Some of the Legal Cases I Have Handled

Stu is particularly creative and curious. As a result he often comes up with winning solutions that wouldn't occur to other lawyers. Here are some examples:

Avoiding Probate the Hard Way

Maryann worked for years to make her small business a success. Finally she was making it happen, and she was able to buy her own house in the San Francisco area.

After several years of making her business her whole live, Maryann was able to calm down enough to look for a romantic partner to share her life with. And she found Carl. After a while they married and were very happy for almost two years.

One day Maryann became ill. At the hospital they determined her liver was failing. Even after a transplant, Maryann was not able to recover, and sadly died soon thereafter.

Being fairly young, Maryann had not made a will. The law said that her estate, being her house, would be divided equally between her husband and her mother. They were looking at probate fees of more than $25,000.

Under California law, property going to a surviving spouse does not have to go through a full-blown probate procedure. Instead there is what is known as a "spousal set-aside." This entails an abbreviated probate petition, a one-month wait and one court appearance – at a small fraction of the cost of a full probate. And the set-aside takes only a month or so instead of the year or two for most California probates.

In this case if the husband had been the sole heir, the house wouldn't have had to go through probate. So I talked to Maryann's mother. I told her that we could save her money and time if we claimed the husband was the sole heir, but that he had to pay the mother her half and treat it as if it has been a loan. She agreed. So we filed papers for the set-aside, requesting that the entire house be distributed to the husband, subject to repayment of a loan to the mother equal to the mother's half interest. All parties agreed, and the court went along with it. This saved the heirs many thousands of dollars in probate costs, and avoided the house being tied up in probate for many months.

Battling Partners

Steve and Dan were business acquaintances. They decided to start their own business. On my recommendation, because Steve did not know Dan well, Steve's corporation went into partnership with Dan instead of Steve personally.

To get the business going the partners put up their homes as collateral for a $250,000 loan.
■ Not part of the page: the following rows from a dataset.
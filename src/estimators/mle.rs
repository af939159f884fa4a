//! Defines `Estimator`s that use Maximum Likelihood Estimation to estimate the rates of a `Ctbn`
//! given trajectories.

use crate::cim::Cim;
use crate::model::Ctbn;
use crate::trajectory::Trajectory;
use crate::util::Result;
use crate::variable::DiscreteVariable;
use super::{compute_cim_from_stats, Estimator, Stats};

use log::debug;


/// A Maximum Likelihood `Estimator` for the `Cim` of a single variable given its current parents.
///
/// The rate of ```s -> s'``` is the number of such transitions divided by the time spent in
/// ```s```, for every instantiation of the parents.
pub struct CimEstimator<'a> {

    /// The model holding the variable and its parents
    model: &'a Ctbn,

    /// The name of the estimated variable
    name: String

}


impl<'a> CimEstimator<'a> {

    /// # Errors
    /// * `CtbnError::NotFound` if the variable is not in `model`
    pub fn new(model: &'a Ctbn, name: &str) -> Result<Self> {
        model.variable(name)?;
        Ok(CimEstimator { model, name: String::from(name) })
    }

}


impl<'a> Estimator<Cim> for CimEstimator<'a> {

    fn estimate(&mut self, trajectory: &Trajectory) -> Result<Cim> {
        let parents = self.model.parent_names(self.name.as_str())?;
        let parents: Vec<&str> = parents.iter().map(|p| p.as_str()).collect();

        let stats = Stats::compute(trajectory, self.model, &self.name, &parents)?;
        compute_cim_from_stats(&self.name, &stats.mx, &stats.tx)
    }

}


/// A Maximum Likelihood estimator for a `Ctbn`
///
/// The likelihood decomposes over the variables, so the `ModelEstimator` is really just a
/// 'bag-o-`CimEstimator`s'. The estimated `Ctbn` has the structure of the original one.
pub struct ModelEstimator<'a> {

    /// The model for which to estimate the parameters
    model: &'a Ctbn

}


impl<'a> ModelEstimator<'a> {

    pub fn new(model: &'a Ctbn) -> Self {
        ModelEstimator { model }
    }

}


impl<'a> Estimator<Ctbn> for ModelEstimator<'a> {

    fn estimate(&mut self, trajectory: &Trajectory) -> Result<Ctbn> {
        let mut fitted = self.model.clone();

        for name in self.model.names() {
            let cim = CimEstimator::new(self.model, name)?.estimate(trajectory)?;
            fitted.cim_mut(name)?.fill_from(&cim.to_vec())?;
        }

        Ok(fitted)
    }

}


/// Replace the rates of `model` by their estimation from `trajectory`
pub fn fit_parameters(model: &mut Ctbn, trajectory: &Trajectory) -> Result<()> {
    debug!("fitting {} conditional intensity matrices on {} trajectories", model.size(), trajectory.len());
    let fitted = ModelEstimator::new(model).estimate(trajectory)?;
    *model = fitted;
    Ok(())
}


/// A `Ctbn` without arcs holding one variable per name observed in `trajectory`, in sorted
/// order. The labels of a variable are its sorted observed labels.
pub fn ctbn_from_data(trajectory: &Trajectory) -> Result<Ctbn> {
    let mut model = Ctbn::new();

    for name in trajectory.variable_names() {
        let labels = trajectory.labels(&name);
        let labels: Vec<&str> = labels.iter().map(|l| l.as_str()).collect();
        model.add(DiscreteVariable::new(&name, &labels)?)?;
    }

    Ok(model)
}


#[cfg(test)]
mod tests {

    use super::*;
    use crate::config::SamplingConfig;
    use crate::init::Initialization;
    use crate::inference::ForwardSamplingInference;
    use crate::model::CtbnBuilder;
    use crate::trajectory::Event;
    use crate::variable::Instantiation;

    use ndarray::array;
    use rand::rngs::StdRng;
    use rand::SeedableRng;

    fn chain() -> Ctbn {
        CtbnBuilder::new()
            .with_variable(DiscreteVariable::binary("A").unwrap())
            .with_variable(DiscreteVariable::range("B", 3).unwrap())
            .with_arc("A", "B")
            .with_cim("A", Initialization::Matrix(array![[-1., 1.], [2., -2.]]))
            .with_cim("B", Initialization::Random(0.5, 3.))
            .build_using(&mut StdRng::seed_from_u64(8))
            .unwrap()
    }

    #[test]
    fn single_variable() {
        let mut traj = Trajectory::new();
        traj.insert(0, vec![
            Event::new(0., "A", "0"), Event::new(0., "B", "0"),
            Event::new(2., "A", "1"),
            Event::new(3., "A", "0"),
            Event::new(4., "A", "0"), Event::new(4., "B", "0")
        ]);

        let model = chain();
        let cim = CimEstimator::new(&model, "A").unwrap().estimate(&traj).unwrap();
        // one 0 -> 1 over 3 time units in 0, one 1 -> 0 over 1 time unit in 1
        let expected = vec![-1. / 3., 1. / 3., 1., -1.];
        for (e, a) in expected.iter().zip(cim.to_vec()) {
            assert!((e - a).abs() < 1e-12);
        }

        match CimEstimator::new(&model, "Z") {
            Err(e) => assert!(e.is_not_found()),
            Ok(_) => panic!("unknown variable accepted")
        };
    }

    #[test]
    fn fit_sampled() {
        let model = chain();
        let config = SamplingConfig { time_horizon: 2000., burn_in: 10, ..SamplingConfig::default() };
        let engine = ForwardSamplingInference::new(&model, config).unwrap();
        let traj = engine.sample_trajectory(20, &mut StdRng::seed_from_u64(99)).unwrap();

        let mut fitted = model.clone();
        Initialization::Zero.build(fitted.cim_mut("A").unwrap()).unwrap();
        fit_parameters(&mut fitted, &traj).unwrap();

        assert_eq!(fitted.arcs(), model.arcs());
        let a = fitted.cim("A").unwrap();
        let mut state = Instantiation::new();
        state.set("A", 0);
        assert!((a.exit_rate(&state).unwrap() - 1.).abs() < 0.1);
        state.set("A", 1);
        assert!((a.exit_rate(&state).unwrap() - 2.).abs() < 0.2);

        let b = fitted.cim("B").unwrap();
        b.validate(1e-9).unwrap();
        for (e, a) in model.cim("B").unwrap().to_vec().iter().zip(b.to_vec()) {
            assert!((e - a).abs() < 0.25 * e.abs().max(1.));
        }
    }

    #[test]
    fn skeleton_from_data() {
        let mut traj = Trajectory::new();
        traj.insert(0, vec![
            Event::new(0., "Y", "b"), Event::new(0., "X", "1"),
            Event::new(1., "Y", "a"),
            Event::new(3., "Y", "a"), Event::new(3., "X", "1")
        ]);
        traj.insert(1, vec![Event::new(0., "X", "0"), Event::new(2., "X", "0")]);

        let model = ctbn_from_data(&traj).unwrap();
        assert_eq!(model.names(), vec!["X", "Y"]);
        assert_eq!(model.labels("X").unwrap(), &["0", "1"]);
        assert_eq!(model.labels("Y").unwrap(), &["a", "b"]);
        assert!(model.arcs().is_empty());
    }

}
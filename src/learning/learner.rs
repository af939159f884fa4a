//! Constraint-based structure learning.

use crate::estimators::fit_parameters;
use crate::init::Initialization;
use crate::model::Ctbn;
use crate::trajectory::Trajectory;
use crate::util::Result;
use super::IndepTest;

use itertools::Itertools;
use log::{debug, info};


/// Learns the parents of every variable with an independence test.
///
/// Every other variable starts as a candidate parent of `X`. For conditioning sets of size
/// 0, 1, ..., a candidate `Y` is dropped as soon as some subset `U` of the remaining candidates
/// makes `X` independent of `Y` given `U`. The candidates left when no larger subset exists are
/// the parents of `X`.
pub struct Learner<T: IndepTest> {
    test: T
}


impl<T: IndepTest> Learner<T> {

    pub fn new(test: T) -> Self {
        Learner { test }
    }

    pub fn test(&self) -> &T {
        &self.test
    }

    /// The parents of `x` among `candidates`
    pub fn learn_parents(&mut self, x: &str, candidates: &[&str]) -> Result<Vec<String>> {
        let mut parents: Vec<&str> = candidates.iter().copied().filter(|&c| c != x).collect();

        let mut size = 0;
        while size < parents.len() {
            for y in parents.clone() {
                let rest: Vec<&str> = parents.iter().copied().filter(|&p| p != y).collect();

                for u in rest.into_iter().combinations(size) {
                    if self.test.test_indep(x, y, &u)? {
                        debug!("{} independent of {} given {:?}", x, y, u);
                        parents.retain(|&p| p != y);
                        break;
                    }
                }
            }
            size += 1;
        }

        Ok(parents.into_iter().map(String::from).collect())
    }

    /// A copy of `template` whose arcs are replaced by the learned ones. The rates of the
    /// conditional intensity matrices are not estimated and are all left at zero.
    pub fn learn_structure(&mut self, template: &Ctbn) -> Result<Ctbn> {
        let mut model = template.clone();
        for (tail, head) in template.arcs() {
            model.erase_arc(tail, head)?;
        }
        for node in model.nodes() {
            Initialization::Zero.build(model.cim_mut(node)?)?;
        }

        let names = template.names();
        for &x in names.iter() {
            for parent in self.learn_parents(x, &names)? {
                model.add_arc(parent.as_str(), x)?;
            }
        }

        info!("learned {} arcs over {} variables", model.arcs().len(), model.size());
        for x in model.names() {
            info!("{} <- {:?}", x, model.parent_names(x)?);
        }

        Ok(model)
    }

    /// Learn the structure, then estimate the rates from `trajectory`
    pub fn learn_ctbn(&mut self, template: &Ctbn, trajectory: &Trajectory) -> Result<Ctbn> {
        let mut model = self.learn_structure(template)?;
        fit_parameters(&mut model, trajectory)?;
        Ok(model)
    }

}
impl Cim {

    /// An empty `Cim`, with no dimension at all
    pub fn new() -> Self {
        Cim { factor: Factor::scalar(0.0), bases: BTreeSet::new(), parents: BTreeSet::new() }
    }

    /// A zero-filled `Cim` over `var#i` and `var#j`
    pub fn for_variable(var: &DiscreteVariable) -> Result<Self> {
        let scope = vec![var.renamed(&Cim::var_i(var.name())), var.renamed(&Cim::var_j(var.name()))];
        Ok(Cim::from_factor(Factor::zeros(scope)?))
    }

    /// Wrap an existing table. Dimensions named `X#i`/`X#j` are from/to dimensions, every other
    /// dimension is a parent.
    pub fn from_factor(factor: Factor) -> Self {
        let mut cim = Cim { factor, bases: BTreeSet::new(), parents: BTreeSet::new() };
        cim.refresh();
        cim
    }

    fn refresh(&mut self) {
        self.bases.clear();
        self.parents.clear();

        for name in self.factor.names() {
            if Cim::is_parent(name) {
                self.parents.insert(name.to_string());
            } else {
                self.bases.insert(Cim::var_radical(name).to_string());
            }
        }
    }

    /// The from-state name of `name`
    pub fn var_i(name: &str) -> String {
        format!("{}{}i", name, DELIMITER)
    }

    /// The to-state name of `name`
    pub fn var_j(name: &str) -> String {
        format!("{}{}j", name, DELIMITER)
    }

    /// The name without its from/to suffix
    pub fn var_radical(name: &str) -> &str {
        if Cim::is_parent(name) {
            name
        } else {
            &name[..name.len() - 2]
        }
    }

    pub fn is_from(name: &str) -> bool {
        let mut chars = name.chars().rev();
        chars.next() == Some('i') && chars.next() == Some(DELIMITER)
    }

    pub fn is_to(name: &str) -> bool {
        let mut chars = name.chars().rev();
        chars.next() == Some('j') && chars.next() == Some(DELIMITER)
    }

    /// A name is a parent name when it carries neither the from nor the to suffix
    pub fn is_parent(name: &str) -> bool {
        ! (Cim::is_from(name) || Cim::is_to(name))
    }

    pub fn nbr_dim(&self) -> usize {
        self.factor.nbr_dim()
    }

    pub fn is_empty(&self) -> bool {
        self.nbr_dim() == 0
    }

    pub fn variables(&self) -> &[DiscreteVariable] {
        self.factor.scope()
    }

    pub fn var_names(&self) -> Vec<&str> {
        self.factor.names()
    }

    /// The radicals of the from/to dimensions
    pub fn bases(&self) -> &BTreeSet<String> {
        &self.bases
    }

    /// The names of the parent dimensions
    pub fn parents(&self) -> &BTreeSet<String> {
        &self.parents
    }

    pub fn find_var(&self, name: &str) -> Option<&DiscreteVariable> {
        self.factor.variable(name)
    }

    /// An intensity matrix is a `Cim` without parents
    pub fn is_im(&self) -> bool {
        self.parents.is_empty()
    }

    pub fn factor(&self) -> &Factor {
        &self.factor
    }

    pub fn get(&self, inst: &Instantiation) -> Result<f64> {
        self.factor.get(inst)
    }

    pub fn set(&mut self, inst: &Instantiation, value: f64) -> Result<()> {
        self.factor.set(inst, value)
    }

    pub fn fill_with(&mut self, value: f64) {
        self.factor.fill_with(value);
    }

    /// Overwrite the table with row-major values, in the current dimension order
    pub fn fill_from(&mut self, values: &[f64]) -> Result<()> {
        self.factor.fill_from(values)
    }

    pub fn to_vec(&self) -> Vec<f64> {
        self.factor.to_vec()
    }

    /// Add a parent dimension
    ///
    /// # Errors
    /// * `CtbnError::InvalidArgument` if the name is a from/to name or is already a dimension
    pub fn add(&mut self, var: DiscreteVariable) -> Result<()> {
        if ! Cim::is_parent(var.name()) {
            return Err(CtbnError::InvalidArgument(format!("{} is not a parent name", var.name())));
        }

        self.factor.add(var)?;
        self.refresh();
        Ok(())
    }

    /// Remove a parent dimension
    ///
    /// # Errors
    /// * `CtbnError::InvalidArgument` if the name is a from/to name
    /// * `CtbnError::NotFound` if the name is not a dimension
    pub fn remove(&mut self, name: &str) -> Result<()> {
        if ! Cim::is_parent(name) {
            return Err(CtbnError::InvalidArgument(format!("{} is not a parent name", name)));
        }

        self.factor.remove(name)?;
        self.refresh();
        Ok(())
    }

    /// The `Cim` restricted by a partial instantiation
    pub fn extract(&self, ctx: &Instantiation) -> Result<Cim> {
        Ok(Cim::from_factor(self.factor.extract(ctx)?))
    }

    /// `true` when no base variable changes state in `inst`
    fn stays(&self, inst: &Instantiation) -> bool {
        self.bases.iter().all(|b| inst.get(&Cim::var_i(b)) == inst.get(&Cim::var_j(b)))
    }

    /// The instantiation of the diagonal cell of the row `row`
    fn diagonal_of(&self, row: &Instantiation) -> Instantiation {
        let mut diag = row.clone();
        for b in self.bases.iter() {
            if let Some(v) = row.get(&Cim::var_i(b)) {
                diag.set(&Cim::var_j(b), v);
            }
        }
        diag
    }

    /// The row dimensions (parents and from-states) and the column dimensions (to-states)
    fn split(&self) -> (Vec<DiscreteVariable>, Vec<DiscreteVariable>) {
        self.variables().iter().cloned().partition(|v| ! Cim::is_to(v.name()))
    }

    /// Sum of the off-diagonal cells of a row
    fn row_rate(&self, row: &Instantiation, columns: &[DiscreteVariable]) -> Result<f64> {
        let mut total = 0.0;
        for col in all_instantiations(columns) {
            let mut cell = row.clone();
            cell.update(&col);
            if ! self.stays(&cell) {
                total += self.get(&cell)?;
            }
        }
        Ok(total)
    }

    /// Rewrite every diagonal cell as the negated sum of the off-diagonal cells of its row
    pub fn set_diagonal(&mut self) -> Result<()> {
        let (rows, columns) = self.split();

        for row in all_instantiations(&rows) {
            let total = self.row_rate(&row, &columns)?;
            let diag = self.diagonal_of(&row);
            self.set(&diag, -total)?;
        }

        Ok(())
    }

    /// Check the generator convention: off-diagonal rates are non-negative and every row sums to
    /// zero within `tol`.
    ///
    /// # Errors
    /// * `CtbnError::InvalidArgument` describing the first offending row
    pub fn validate(&self, tol: f64) -> Result<()> {
        let (rows, columns) = self.split();

        for row in all_instantiations(&rows) {
            let mut sum = 0.0;
            for col in all_instantiations(&columns) {
                let mut cell = row.clone();
                cell.update(&col);
                let value = self.get(&cell)?;

                if ! self.stays(&cell) && value < 0.0 {
                    return Err(CtbnError::InvalidArgument(format!("negative rate {} at {:?}", value, cell)));
                }
                sum += value;
            }

            if sum.abs() > tol {
                return Err(CtbnError::InvalidArgument(format!("row {:?} sums to {}", row, sum)));
            }
        }

        Ok(())
    }

    /// Compose this `Cim` with `other` into the `Cim` of the joint process.
    ///
    /// An operand without dimensions is the identity. Parents of one operand that are bases of
    /// the other become couplings and take their value from the from-state of that base; the
    /// other parents are kept as parents of the result.
    ///
    /// # Errors
    /// * `CtbnError::InvalidArgument` if both operands share a base, or a shared parent has two
    ///   different domains
    pub fn amalgamate(&self, other: &Cim) -> Result<Cim> {
        if self.nbr_dim() == 0 {
            return Ok(other.clone());
        }
        if other.nbr_dim() == 0 {
            return Ok(self.clone());
        }

        if let Some(b) = self.bases.intersection(&other.bases).next() {
            return Err(CtbnError::InvalidArgument(format!("both operands own the variable {}", b)));
        }

        let p_y_in_x: Vec<&String> = self.parents.iter().filter(|p| other.bases.contains(*p)).collect();
        let p_x_in_y: Vec<&String> = other.parents.iter().filter(|p| self.bases.contains(*p)).collect();

        //////
        // Scope: the from/to pairs of both operands, then the external parents
        let mut scope: Vec<DiscreteVariable> = Vec::new();
        for v in self.variables().iter().chain(other.variables().iter()) {
            if ! Cim::is_parent(v.name()) {
                scope.push(v.clone());
            }
        }

        for v in self.variables().iter().chain(other.variables().iter()) {
            let coupled = self.bases.contains(v.name()) || other.bases.contains(v.name());
            if Cim::is_parent(v.name()) && ! coupled && ! scope.iter().any(|s| s.name() == v.name()) {
                scope.push(v.clone());
            }
        }

        let mut result = Factor::zeros(scope)?;

        //////
        // Cells
        for inst in result.instantiations() {
            let mut ix = inst.clone();
            for p in p_y_in_x.iter() {
                if let Some(v) = inst.get(&Cim::var_i(p)) {
                    ix.set(p, v);
                }
            }

            let mut iy = inst.clone();
            for p in p_x_in_y.iter() {
                if let Some(v) = inst.get(&Cim::var_i(p)) {
                    iy.set(p, v);
                }
            }

            let value = match (self.stays(&ix), other.stays(&iy)) {
                (true, true) => self.get(&ix)? + other.get(&iy)?,
                (false, true) => self.get(&ix)?,
                (true, false) => other.get(&iy)?,
                (false, false) => 0.0
            };

            result.set(&inst, value)?;
        }

        Ok(Cim::from_factor(result))
    }

    /// The from-state and to-state variables, ordered by sorted radical
    fn sorted_pairs(&self) -> Result<(Vec<DiscreteVariable>, Vec<DiscreteVariable>)> {
        let mut from = Vec::with_capacity(self.bases.len());
        let mut to = Vec::with_capacity(self.bases.len());

        // BTreeSet iterates in lexicographic order
        for b in self.bases.iter() {
            let vi = self.find_var(&Cim::var_i(b))
                         .ok_or_else(|| CtbnError::InvalidArgument(format!("{} has no from-state dimension", b)))?;
            let vj = self.find_var(&Cim::var_j(b))
                         .ok_or_else(|| CtbnError::InvalidArgument(format!("{} has no to-state dimension", b)))?;
            from.push(vi.clone());
            to.push(vj.clone());
        }

        Ok((from, to))
    }

    /// The square matrix of an intensity matrix. Rows are indexed by the joint from-state and
    /// columns by the joint to-state, both in sorted name order, the last name changing fastest.
    ///
    /// # Errors
    /// * `CtbnError::InvalidArgument` if the `Cim` has parents
    pub fn to_matrix(&self) -> Result<Array2<f64>> {
        if ! self.is_im() {
            return Err(CtbnError::InvalidArgument(String::from("only an intensity matrix has a matrix form")));
        }

        let (from, to) = self.sorted_pairs()?;
        let n: usize = from.iter().map(|v| v.cardinality()).product();

        let mut matrix = Array2::zeros((n, n));
        for (r, row) in all_instantiations(&from).enumerate() {
            for (c, col) in all_instantiations(&to).enumerate() {
                let mut cell = row.clone();
                cell.update(&col);
                matrix[[r, c]] = self.get(&cell)?;
            }
        }

        Ok(matrix)
    }

    /// Overwrite this intensity matrix with the cells of `matrix`, in the layout of `to_matrix`.
    ///
    /// # Errors
    /// * `CtbnError::InvalidArgument` if the `Cim` has parents or the matrix has the wrong shape
    pub fn from_matrix(&mut self, matrix: &Array2<f64>) -> Result<()> {
        if ! self.is_im() {
            return Err(CtbnError::InvalidArgument(String::from("only an intensity matrix has a matrix form")));
        }

        let (from, to) = self.sorted_pairs()?;
        let n: usize = from.iter().map(|v| v.cardinality()).product();

        if matrix.shape() != [n, n] {
            return Err(CtbnError::InvalidArgument(
                format!("expected a {}x{} matrix, got {:?}", n, n, matrix.shape())
            ));
        }

        for (r, row) in all_instantiations(&from).enumerate() {
            for (c, col) in all_instantiations(&to).enumerate() {
                let mut cell = row.clone();
                cell.update(&col);
                self.set(&cell, matrix[[r, c]])?;
            }
        }

        Ok(())
    }

    /// The cell instantiation for the current `state` of the bases and parents, with every
    /// base staying in its state
    fn state_cell(&self, state: &Instantiation) -> Result<Instantiation> {
        let mut cell = state.restrict(self.parents.iter().map(|p| p.as_str()));
        let mut missing = Vec::new();

        for b in self.bases.iter() {
            match state.get(b) {
                Some(v) => {
                    cell.set(&Cim::var_i(b), v);
                    cell.set(&Cim::var_j(b), v);
                },
                None => missing.push(b.clone())
            }
        }

        missing.extend(self.parents.iter().filter(|p| ! state.contains(p)).cloned());
        if ! missing.is_empty() {
            return Err(CtbnError::IncompleteInstantiation(missing));
        }

        Ok(cell)
    }

    /// The total exit rate out of the current state.
    ///
    /// # Args
    /// * `state`: the current state of the bases and parents, by plain variable name
    pub fn exit_rate(&self, state: &Instantiation) -> Result<f64> {
        Ok(-self.get(&self.state_cell(state)?)?)
    }

    /// The rates from the current state to every state of the single base of this `Cim`. The
    /// entry of the current state is zero.
    ///
    /// # Errors
    /// * `CtbnError::InvalidArgument` if the `Cim` does not have exactly one base
    pub fn transition_rates(&self, state: &Instantiation) -> Result<Vec<f64>> {
        let base = match self.bases.iter().next() {
            Some(b) if self.bases.len() == 1 => b,
            _ => return Err(CtbnError::InvalidArgument(String::from("transition rates need exactly one base"))),
        };

        let mut cell = self.state_cell(state)?;
        let to = Cim::var_j(base);
        let current = cell.get(&to).unwrap_or(0);
        let card = self.find_var(&to).map(|v| v.cardinality()).unwrap_or(0);

        let mut rates = Vec::with_capacity(card);
        for s in 0..card {
            if s == current {
                rates.push(0.0);
            } else {
                cell.set(&to, s);
                rates.push(self.get(&cell)?);
            }
        }

        Ok(rates)
    }

}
After a few years the business was not doing as well as Steve would have liked, so he told Dan he wanted to close the business. Dan thought that business wasn't so bad, and if Steve were gone there would be twice as much for him. So Dan suggested that he buy Steve out, the only consideration would be Dan assuming all the loans of the business, including what was left on the loan they took out to get the business started.

Dan wrote up a brief contract to that effect, and Steve went away happy. Three years later Dan again contacted Steve. He wanted to rescind the deal, and demanded that Steve pay him half of all money he had spent for the last three years, without any credit for income received or inventory on hand – a total of $350,000.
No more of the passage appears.